*Work item*. Will you quote precisely the lines that run from the top of the material below to the line containing "use crate::cli::Cli;", both ends included?

*Source records*.
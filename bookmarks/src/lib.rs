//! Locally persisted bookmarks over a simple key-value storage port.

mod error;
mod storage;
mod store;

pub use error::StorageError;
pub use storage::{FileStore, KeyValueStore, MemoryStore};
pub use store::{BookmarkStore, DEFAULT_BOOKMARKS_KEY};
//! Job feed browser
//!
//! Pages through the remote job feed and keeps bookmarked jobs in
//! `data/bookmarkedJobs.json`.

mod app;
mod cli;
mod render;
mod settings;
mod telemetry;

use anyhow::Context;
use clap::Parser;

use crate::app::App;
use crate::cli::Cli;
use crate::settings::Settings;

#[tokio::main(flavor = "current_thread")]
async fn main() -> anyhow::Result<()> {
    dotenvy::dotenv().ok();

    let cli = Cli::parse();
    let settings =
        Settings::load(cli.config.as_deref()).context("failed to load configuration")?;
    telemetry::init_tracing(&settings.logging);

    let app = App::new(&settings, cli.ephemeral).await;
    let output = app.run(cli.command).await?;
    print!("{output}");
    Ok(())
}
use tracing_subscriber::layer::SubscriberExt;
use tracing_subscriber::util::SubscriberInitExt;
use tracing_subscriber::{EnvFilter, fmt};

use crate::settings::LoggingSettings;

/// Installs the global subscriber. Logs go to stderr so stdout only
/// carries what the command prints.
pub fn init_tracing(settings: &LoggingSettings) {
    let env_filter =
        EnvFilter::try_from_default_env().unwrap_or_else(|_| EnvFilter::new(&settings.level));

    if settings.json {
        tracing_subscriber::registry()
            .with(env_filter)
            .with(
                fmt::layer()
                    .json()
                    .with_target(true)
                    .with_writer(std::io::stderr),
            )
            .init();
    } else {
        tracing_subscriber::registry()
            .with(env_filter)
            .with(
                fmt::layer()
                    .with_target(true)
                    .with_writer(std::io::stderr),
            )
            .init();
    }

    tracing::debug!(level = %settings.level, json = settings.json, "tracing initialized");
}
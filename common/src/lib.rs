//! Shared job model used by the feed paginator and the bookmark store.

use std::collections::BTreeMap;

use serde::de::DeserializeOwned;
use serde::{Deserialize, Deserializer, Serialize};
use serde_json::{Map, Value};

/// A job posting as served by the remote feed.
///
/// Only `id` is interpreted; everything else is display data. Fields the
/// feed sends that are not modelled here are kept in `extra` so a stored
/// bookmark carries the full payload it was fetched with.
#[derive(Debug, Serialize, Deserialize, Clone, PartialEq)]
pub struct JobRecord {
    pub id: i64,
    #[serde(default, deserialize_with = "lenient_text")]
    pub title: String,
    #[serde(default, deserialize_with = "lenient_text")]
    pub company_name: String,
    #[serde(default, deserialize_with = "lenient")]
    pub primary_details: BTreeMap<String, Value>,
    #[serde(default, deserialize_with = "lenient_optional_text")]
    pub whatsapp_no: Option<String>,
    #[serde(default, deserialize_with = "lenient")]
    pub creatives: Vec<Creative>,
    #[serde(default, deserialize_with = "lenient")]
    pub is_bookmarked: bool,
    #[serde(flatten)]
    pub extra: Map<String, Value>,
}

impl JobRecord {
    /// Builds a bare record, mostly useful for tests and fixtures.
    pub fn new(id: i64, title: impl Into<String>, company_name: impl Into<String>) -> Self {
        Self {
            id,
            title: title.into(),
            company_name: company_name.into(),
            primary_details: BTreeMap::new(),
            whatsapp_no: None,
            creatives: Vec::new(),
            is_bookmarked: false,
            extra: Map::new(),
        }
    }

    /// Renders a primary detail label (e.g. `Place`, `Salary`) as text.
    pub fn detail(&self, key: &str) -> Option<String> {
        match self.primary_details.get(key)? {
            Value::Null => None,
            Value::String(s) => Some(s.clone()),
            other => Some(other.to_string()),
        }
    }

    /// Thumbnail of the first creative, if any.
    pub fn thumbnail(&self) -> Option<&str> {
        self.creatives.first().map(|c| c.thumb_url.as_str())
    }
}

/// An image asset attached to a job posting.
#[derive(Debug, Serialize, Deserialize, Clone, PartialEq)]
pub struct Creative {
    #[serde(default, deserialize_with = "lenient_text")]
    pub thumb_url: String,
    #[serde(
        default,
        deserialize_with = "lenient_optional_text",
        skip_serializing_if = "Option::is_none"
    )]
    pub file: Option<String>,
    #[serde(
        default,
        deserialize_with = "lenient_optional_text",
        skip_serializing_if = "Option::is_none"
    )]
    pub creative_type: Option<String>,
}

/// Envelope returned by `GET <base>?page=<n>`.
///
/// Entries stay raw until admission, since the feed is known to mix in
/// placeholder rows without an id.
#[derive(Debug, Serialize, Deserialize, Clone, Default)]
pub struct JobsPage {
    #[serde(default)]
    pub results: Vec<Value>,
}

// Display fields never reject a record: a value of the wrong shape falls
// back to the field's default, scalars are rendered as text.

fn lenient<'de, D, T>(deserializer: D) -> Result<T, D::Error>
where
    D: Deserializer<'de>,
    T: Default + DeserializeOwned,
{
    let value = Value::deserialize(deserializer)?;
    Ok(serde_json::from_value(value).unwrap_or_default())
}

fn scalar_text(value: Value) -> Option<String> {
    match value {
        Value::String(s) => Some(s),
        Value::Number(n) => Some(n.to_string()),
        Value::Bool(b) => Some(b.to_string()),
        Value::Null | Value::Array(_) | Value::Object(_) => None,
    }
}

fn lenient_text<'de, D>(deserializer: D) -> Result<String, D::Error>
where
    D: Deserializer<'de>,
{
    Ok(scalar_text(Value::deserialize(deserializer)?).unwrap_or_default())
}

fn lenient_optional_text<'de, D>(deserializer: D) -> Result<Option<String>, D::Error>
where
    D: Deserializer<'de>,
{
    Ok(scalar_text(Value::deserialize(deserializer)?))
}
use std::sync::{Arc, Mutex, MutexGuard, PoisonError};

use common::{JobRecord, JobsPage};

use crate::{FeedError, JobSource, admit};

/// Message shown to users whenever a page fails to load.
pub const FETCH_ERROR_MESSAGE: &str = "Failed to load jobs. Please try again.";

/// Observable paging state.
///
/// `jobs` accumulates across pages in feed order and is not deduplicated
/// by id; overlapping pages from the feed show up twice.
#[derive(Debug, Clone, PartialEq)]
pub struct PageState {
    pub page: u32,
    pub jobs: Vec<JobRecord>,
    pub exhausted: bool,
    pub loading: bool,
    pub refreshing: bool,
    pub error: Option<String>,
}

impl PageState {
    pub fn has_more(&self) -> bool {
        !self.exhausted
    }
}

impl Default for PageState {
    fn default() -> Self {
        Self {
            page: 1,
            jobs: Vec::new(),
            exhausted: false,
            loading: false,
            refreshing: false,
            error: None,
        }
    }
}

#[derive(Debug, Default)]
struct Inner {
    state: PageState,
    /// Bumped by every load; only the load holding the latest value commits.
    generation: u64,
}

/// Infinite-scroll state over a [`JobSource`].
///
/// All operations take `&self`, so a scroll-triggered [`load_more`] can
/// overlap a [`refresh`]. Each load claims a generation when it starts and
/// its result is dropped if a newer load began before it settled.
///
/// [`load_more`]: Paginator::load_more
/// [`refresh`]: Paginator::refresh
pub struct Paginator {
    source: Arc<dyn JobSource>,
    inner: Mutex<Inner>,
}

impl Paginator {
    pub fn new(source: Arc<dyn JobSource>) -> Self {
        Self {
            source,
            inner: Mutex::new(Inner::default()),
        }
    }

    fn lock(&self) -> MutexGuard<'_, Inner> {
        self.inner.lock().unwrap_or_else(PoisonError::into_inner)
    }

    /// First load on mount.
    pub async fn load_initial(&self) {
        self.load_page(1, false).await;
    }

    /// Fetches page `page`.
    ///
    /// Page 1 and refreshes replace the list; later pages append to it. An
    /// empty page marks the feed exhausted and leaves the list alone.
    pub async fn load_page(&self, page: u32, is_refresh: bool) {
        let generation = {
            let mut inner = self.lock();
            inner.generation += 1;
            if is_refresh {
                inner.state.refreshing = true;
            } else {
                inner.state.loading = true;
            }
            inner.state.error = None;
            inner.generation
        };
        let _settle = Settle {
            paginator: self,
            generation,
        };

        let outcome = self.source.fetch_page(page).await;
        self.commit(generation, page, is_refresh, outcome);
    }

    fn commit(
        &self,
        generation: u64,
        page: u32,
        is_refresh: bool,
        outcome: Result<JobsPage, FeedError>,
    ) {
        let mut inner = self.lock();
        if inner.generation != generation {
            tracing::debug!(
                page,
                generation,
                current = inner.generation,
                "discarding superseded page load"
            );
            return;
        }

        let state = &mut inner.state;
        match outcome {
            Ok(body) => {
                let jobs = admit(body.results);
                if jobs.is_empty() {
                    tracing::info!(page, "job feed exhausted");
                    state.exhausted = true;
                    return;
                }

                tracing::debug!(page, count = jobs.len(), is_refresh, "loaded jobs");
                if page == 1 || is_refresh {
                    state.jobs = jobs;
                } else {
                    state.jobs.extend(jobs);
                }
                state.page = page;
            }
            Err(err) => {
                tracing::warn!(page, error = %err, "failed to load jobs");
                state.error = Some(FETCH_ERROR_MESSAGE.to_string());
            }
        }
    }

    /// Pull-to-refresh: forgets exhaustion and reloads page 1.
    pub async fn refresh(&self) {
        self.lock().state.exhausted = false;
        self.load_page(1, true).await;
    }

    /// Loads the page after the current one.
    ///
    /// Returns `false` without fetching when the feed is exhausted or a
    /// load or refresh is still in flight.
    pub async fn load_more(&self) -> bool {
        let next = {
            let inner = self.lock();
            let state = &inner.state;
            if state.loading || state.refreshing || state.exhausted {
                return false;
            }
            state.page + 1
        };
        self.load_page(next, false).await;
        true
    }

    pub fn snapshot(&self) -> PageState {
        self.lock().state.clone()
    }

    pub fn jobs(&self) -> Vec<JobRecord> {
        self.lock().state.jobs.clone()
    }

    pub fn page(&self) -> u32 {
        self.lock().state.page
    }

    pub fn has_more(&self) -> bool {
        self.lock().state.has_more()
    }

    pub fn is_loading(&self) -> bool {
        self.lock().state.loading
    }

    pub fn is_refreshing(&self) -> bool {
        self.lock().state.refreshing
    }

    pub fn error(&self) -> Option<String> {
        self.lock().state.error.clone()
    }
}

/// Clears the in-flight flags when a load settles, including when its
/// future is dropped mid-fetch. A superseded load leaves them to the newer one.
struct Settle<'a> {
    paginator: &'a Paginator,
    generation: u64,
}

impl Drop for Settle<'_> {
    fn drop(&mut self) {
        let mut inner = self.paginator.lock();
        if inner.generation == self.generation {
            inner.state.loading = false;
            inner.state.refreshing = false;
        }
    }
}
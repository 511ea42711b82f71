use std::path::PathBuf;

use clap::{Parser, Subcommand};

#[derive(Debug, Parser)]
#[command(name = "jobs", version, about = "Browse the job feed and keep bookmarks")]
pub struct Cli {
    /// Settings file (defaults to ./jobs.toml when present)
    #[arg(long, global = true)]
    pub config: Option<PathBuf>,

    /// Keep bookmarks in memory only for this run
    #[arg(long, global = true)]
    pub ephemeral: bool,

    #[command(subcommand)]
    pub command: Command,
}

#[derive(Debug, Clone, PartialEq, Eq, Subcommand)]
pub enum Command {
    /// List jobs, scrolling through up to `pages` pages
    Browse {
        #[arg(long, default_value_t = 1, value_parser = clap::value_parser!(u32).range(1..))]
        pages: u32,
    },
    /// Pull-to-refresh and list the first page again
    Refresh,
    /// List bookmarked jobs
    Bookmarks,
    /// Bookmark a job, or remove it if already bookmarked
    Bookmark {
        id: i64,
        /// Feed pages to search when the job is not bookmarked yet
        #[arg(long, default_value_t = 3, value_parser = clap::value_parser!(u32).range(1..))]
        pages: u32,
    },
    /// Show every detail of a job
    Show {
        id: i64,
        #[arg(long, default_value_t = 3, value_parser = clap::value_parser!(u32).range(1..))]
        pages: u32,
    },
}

*Exercise solution*.
filename bookmarks/src/lib.rs
//! Locally persisted bookmarks over a simple key-value storage port.

mod error;
mod storage;
mod store;

pub use error::StorageError;
pub use storage::{FileStore, KeyValueStore, MemoryStore};
pub use store::{BookmarkStore, DEFAULT_BOOKMARKS_KEY};
//! Job feed browser
//!
//! Pages through the remote job feed and keeps bookmarked jobs in
//! `data/bookmarkedJobs.json`.

mod app;
mod cli;
mod render;
mod settings;
mod telemetry;

use anyhow::Context;
use clap::Parser;

use crate::app::App;
use crate::cli::Cli;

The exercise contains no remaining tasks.